What Are Exceptions in Python?

When an unexpected condition is encountered while running a Python code, the program stops its execution and throws an error. There are basically two types of errors in Python: syntax errors and exceptions. To understand the difference between these two types, let’s run the following piece of code:

print(x
print(1)

A syntax error was thrown since we forgot to close the parenthesis. This type of error is always raised when we use a statement that is syntactically incorrect in Python. The parser shows the place where the syntax error was detected by a little arrow ^. Notice also that the subsequent line print(1) was not executed since the Python interpreter stopped working when the error occurred.

Let’s fix this error and re-run the code:

print(x)
print(1)

Now when we have fixed the wrong syntax, we got another type of error: an exception. In other words, an exception is a type of error that occurs when a syntactically correct Python code raises an error. An arrow indicates the line where the exception occurred, while the last line of the error message specifies the exact type of exception and provides its description to facilitate debugging. In our case, it is a NameError since we tried to print the value of a variable x that was not defined before. Also in this case, the second line of our piece of code print(1) was not executed because the normal flow of the Python program was interrupted.

To prevent a sudden program crash, it is important to catch and handle exceptions. For example, provide an alternative version of the code execution when the given exception occurs. This is what we are going to learn next.

Standard Built-in Types of Exceptions

Python provides many types of exceptions thrown in various situations. Let’s take a look at the most common built-in exceptions with their examples:

NameError – Raised when a name doesn’t exist among either local or global variables:

print(x)

TypeError – Raised when an operation is run on an inapplicable data type:

print(1+'1')

ValueError – Raised when an operation or function takes in an invalid value of an argument:

print(int('a'))

IndexError – Raised when an index doesn’t exist in an iterable:

print('dog'[3])

IndentationError – Raised when indentation is incorrect:

for i in range(3):
print(i)

ZeroDivisionError – Raised at attempt to divide a number by zero:

print(1/0)

ImportError – Raised when an import statement is incorrect:

from numpy import pandas

AttributeError – Raised at attempt to assign or refer an attribute inapplicable for a given Python object:

print('a'.sum())

KeyError – Raised when the key is absent in the dictionary:

animals = {'koala': 1, 'panda': 2}
print(animals['rabbit'])

For a full list of Python built-in exceptions, please consult the Python Documentation.

Handling Exceptions in Python

Since raising an exception results in an interruption of the program execution, we have to handle this exception in advance to avoid such undesirable cases.

The try and except Statements

The most basic commands used for detecting and handling exceptions in Python are try and except.

The try statement is used to run an error-prone piece of code and must always be followed by the except statement.
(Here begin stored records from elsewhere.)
//! Routing of per-host results to the console or to files.
//!
//! The destination is chosen once per invocation. File output is always
//! appended, never truncated. A file that cannot be written is reported and
//! the payload falls back to the console, so output is never dropped.

use std::path::{Path, PathBuf};

use tokio::fs::OpenOptions;
use tokio::io::{AsyncWrite, AsyncWriteExt, Stdout};
use tracing::{debug, error};

use crate::dispatch::DeviceResult;
use crate::error::RouteError;

/// Whether all hosts share one file or each gets its own.
#[derive(Debug, Clone, Copy, PartialEq, Eq)]
pub enum FileMode {
    Single,
    Multiple,
}

/// Where every result of an invocation goes.
#[derive(Debug, Clone, PartialEq, Eq, Default)]
pub enum OutputDestination {
    #[default]
    Console,
    File { mode: FileMode, path: PathBuf },
}

impl OutputDestination {
    /// The file a host's result is appended to, or `None` for the console.
    pub fn path_for(&self, host: &str) -> Option<PathBuf> {
        match self {
            OutputDestination::Console => None,
            OutputDestination::File {
                mode: FileMode::Single,
                path,
            } => Some(path.clone()),
            OutputDestination::File {
                mode: FileMode::Multiple,
                path,
            } => Some(host_prefixed_path(path, host)),
        }
    }
}

/// Inserts `host` and an underscore in front of the file name of `path`.
///
/// # Examples
///
/// ```
/// use std::path::{Path, PathBuf};
/// use netdispatch::router::host_prefixed_path;
///
/// assert_eq!(
///     host_prefixed_path(Path::new("/tmp/out.txt"), "10.0.0.2"),
///     PathBuf::from("/tmp/10.0.0.2_out.txt")
/// );
/// ```
pub fn host_prefixed_path(path: &Path, host: &str) -> PathBuf {
    let file_name = path
        .file_name()
        .map(|name| name.to_string_lossy().into_owned())
        .unwrap_or_default();
    let prefixed = format!("{host}_{file_name}");

    match path.parent() {
        Some(parent) => parent.join(prefixed),
        None => PathBuf::from(prefixed),
    }
}

/// Writes each result to its destination.
///
/// Console text (payloads in console mode, file confirmations, fallbacks) goes
/// to the writer `W`, standard output unless built with
/// [`ResultRouter::with_console`].
pub struct ResultRouter<W = Stdout> {
    destination: OutputDestination,
    console: W,
}

impl ResultRouter<Stdout> {
    pub fn new(destination: OutputDestination) -> Self {
        Self::with_console(destination, tokio::io::stdout())
    }
}

impl<W> ResultRouter<W>
where
    W: AsyncWrite + Unpin + Send,
{
    pub fn with_console(destination: OutputDestination, console: W) -> Self {
        Self {
            destination,
            console,
        }
    }

    pub fn destination(&self) -> &OutputDestination {
        &self.destination
    }

    /// Returns the console writer, consuming the router.
    pub fn into_console(self) -> W {
        self.console
    }

    /// Emits one result. Failures are reported here and never returned.
    pub async fn route(&mut self, result: &DeviceResult) {
        let Some(path) = self.destination.path_for(&result.host) else {
            self.write_console(&result.payload).await;
            return;
        };

        match append_to_file(&path, &result.payload).await {
            Ok(()) => {
                debug!("Appended output of {} to {}", result.host, path.display());
                let confirmation =
                    format!("{} output appended to: {}\n", result.host, path.display());
                self.write_console(&confirmation).await;
            }
            Err(e) => {
                error!("{}", e);
                let fallback = format!("{e}. Output would have been:\n{}", result.payload);
                self.write_console(&fallback).await;
            }
        }
    }

    async fn write_console(&mut self, text: &str) {
        let written = async {
            self.console.write_all(text.as_bytes()).await?;
            self.console.flush().await
        }
        .await;

        if let Err(e) = written {
            error!("Failed to write to console: {}", e);
        }
    }
}

async fn append_to_file(path: &Path, payload: &str) -> Result<(), RouteError> {
    let write_error = |source| RouteError::FileWrite {
        path: path.to_path_buf(),
        source,
    };

    let mut file = OpenOptions::new()
        .create(true)
        .append(true)
        .open(path)
        .await
        .map_err(write_error)?;
    file.write_all(payload.as_bytes()).await.map_err(write_error)?;
    file.flush().await.map_err(write_error)
}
If no exception is raised as a result of the try block execution, the except block is skipped and the program just runs as expected. In the opposite case, if an exception is thrown, the execution of the try block is immediately stopped, and the program handles the raised exception by running the alternative code determined in the except block. After that, the Python script continues working and executes the rest of the code.
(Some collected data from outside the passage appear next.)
//! Line-based unified diff used to compare two device configurations.
//!
//! Common leading and trailing lines are stripped before the longest common
//! subsequence is computed. The LCS itself runs in linear space, so two large
//! configurations that differ throughout stay cheap to hold in memory.

const CONTEXT: usize = 3;

#[derive(Debug, Clone, Copy, PartialEq, Eq)]
enum Kind {
    Keep,
    Remove,
    Add,
}

#[derive(Debug, Clone, Copy)]
struct Edit<'a> {
    kind: Kind,
    line: &'a str,
}

/// Renders the differences from `old` to `new` as a unified diff.
///
/// Returns an empty string when both texts have the same lines.
///
/// # Examples
///
/// ```
/// use netdispatch::diff::unified_diff;
///
/// let diff = unified_diff("r1", "set a\nset b\n", "r2", "set a\nset c\n");
/// assert!(diff.starts_with("--- r1\n+++ r2\n"));
/// assert!(diff.contains("-set b\n+set c\n"));
/// assert!(unified_diff("r1", "set a\n", "r2", "set a\n").is_empty());
/// ```
pub fn unified_diff(old_name: &str, old: &str, new_name: &str, new: &str) -> String {
    let old_lines: Vec<&str> = old.lines().collect();
    let new_lines: Vec<&str> = new.lines().collect();
    let edits = edit_script(&old_lines, &new_lines);

    if edits.iter().all(|edit| edit.kind == Kind::Keep) {
        return String::new();
    }

    let mut out = format!("--- {old_name}\n+++ {new_name}\n");
    for (start, end) in hunk_ranges(&edits) {
        render_hunk(&mut out, &edits, start, end);
    }
    out
}

fn edit_script<'a>(old: &[&'a str], new: &[&'a str]) -> Vec<Edit<'a>> {
    let prefix = old
        .iter()
        .zip(new.iter())
        .take_while(|(a, b)| a == b)
        .count();
    let suffix = old[prefix..]
        .iter()
        .rev()
        .zip(new[prefix..].iter().rev())
        .take_while(|(a, b)| a == b)
        .count();

    let old_mid = &old[prefix..old.len() - suffix];
    let new_mid = &new[prefix..new.len() - suffix];

    let keep = |line: &&'a str| Edit {
        kind: Kind::Keep,
        line: *line,
    };

    let mut edits: Vec<Edit<'a>> = old[..prefix].iter().map(keep).collect();
    lcs_edits(old_mid, new_mid, &mut edits);
    edits.extend(old[old.len() - suffix..].iter().map(keep));
    edits
}

/// Hirschberg's divide and conquer: the LCS is split at the middle line of
/// `old`, so only two score rows are alive at a time and memory stays linear
/// in the input.
fn lcs_edits<'a>(old: &[&'a str], new: &[&'a str], edits: &mut Vec<Edit<'a>>) {
    let add = |line: &&'a str| Edit {
        kind: Kind::Add,
        line: *line,
    };
    let remove = |line: &&'a str| Edit {
        kind: Kind::Remove,
        line: *line,
    };

    if old.is_empty() {
        edits.extend(new.iter().map(add));
        return;
    }
    if new.is_empty() {
        edits.extend(old.iter().map(remove));
        return;
    }
    if old.len() == 1 {
        match new.iter().position(|line| *line == old[0]) {
            Some(at) => {
                edits.extend(new[..at].iter().map(add));
                edits.push(Edit {
                    kind: Kind::Keep,
                    line: old[0],
                });
                edits.extend(new[at + 1..].iter().map(add));
            }
            None => {
                edits.push(remove(&old[0]));
                edits.extend(new.iter().map(add));
            }
        }
        return;
    }

    let mid = old.len() / 2;
    let forward = lcs_lengths(old[..mid].iter(), new.iter());
    let backward = lcs_lengths(old[mid..].iter().rev(), new.iter().rev());

    // First best split, so removals come before additions.
    let m = new.len();
    let mut split = 0;
    let mut best = 0;
    for j in 0..=m {
        let score = forward[j] + backward[m - j];
        if score > best {
            best = score;
            split = j;
        }
    }

    lcs_edits(&old[..mid], &new[..split], edits);
    lcs_edits(&old[mid..], &new[split..], edits);
}

/// `row[j]` is the LCS length of all of `old` and the first `j` lines of `new`.
fn lcs_lengths<'s, 'a: 's>(
    old: impl Iterator<Item = &'s &'a str>,
    new: impl Iterator<Item = &'s &'a str> + Clone,
) -> Vec<u32> {
    let len = new.clone().count();
    let mut row = vec![0u32; len + 1];
    for a in old {
        let mut diagonal = 0;
        for (j, b) in new.clone().enumerate() {
            let above = row[j + 1];
            row[j + 1] = if a == b {
                diagonal + 1
            } else {
                above.max(row[j])
            };
            diagonal = above;
        }
    }
    row
}

/// Groups changes closer than two context windows into shared hunks.
fn hunk_ranges(edits: &[Edit<'_>]) -> Vec<(usize, usize)> {
    let mut ranges: Vec<(usize, usize)> = Vec::new();
    for (index, edit) in edits.iter().enumerate() {
        if edit.kind == Kind::Keep {
            continue;
        }
        let start = index.saturating_sub(CONTEXT);
        let end = (index + CONTEXT + 1).min(edits.len());
        match ranges.last_mut() {
            Some(last) if start <= last.1 => last.1 = end,
            _ => ranges.push((start, end)),
        }
    }
    ranges
}

fn render_hunk(out: &mut String, edits: &[Edit<'_>], start: usize, end: usize) {
    let old_before = edits[..start].iter().filter(|e| e.kind != Kind::Add).count();
    let new_before = edits[..start].iter().filter(|e| e.kind != Kind::Remove).count();
    let hunk = &edits[start..end];
    let old_len = hunk.iter().filter(|e| e.kind != Kind::Add).count();
    let new_len = hunk.iter().filter(|e| e.kind != Kind::Remove).count();

    out.push_str(&format!(
        "@@ -{} +{} @@\n",
        hunk_span(old_before, old_len),
        hunk_span(new_before, new_len)
    ));
    for edit in hunk {
        let marker = match edit.kind {
            Kind::Keep => ' ',
            Kind::Remove => '-',
            Kind::Add => '+',
        };
        out.push(marker);
        out.push_str(edit.line);
        out.push('\n');
    }
}

fn hunk_span(before: usize, len: usize) -> String {
    match len {
        0 => format!("{before},0"),
        1 => format!("{}", before + 1),
        _ => format!("{},{}", before + 1, len),
    }
}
Let’s see how it works by the example of our initial small piece of code print(x), which raised earlier a NameError:

try:
    print(x)
except:
    print('Please declare the variable x first')

print(1)

Now that we handled the exception in the except block, we received a meaningful customized message of what exactly went wrong and how to fix it. What’s more, this time, the program didn’t stop working as soon as it encountered the exception and executed the rest of the code.

In the above case, we anticipated and handled only one type of exception, more specifically, a NameError. The drawback of this approach is that the piece of code in the except clause will treat all types of exceptions in the same way, and output the same message Please declare the variable x first. To avoid this confusion, we can explicitly mention the type of exception that we need to catch and handle right after the except command:

try:
    print(x)
except NameError:
    print('Please declare the variable x first')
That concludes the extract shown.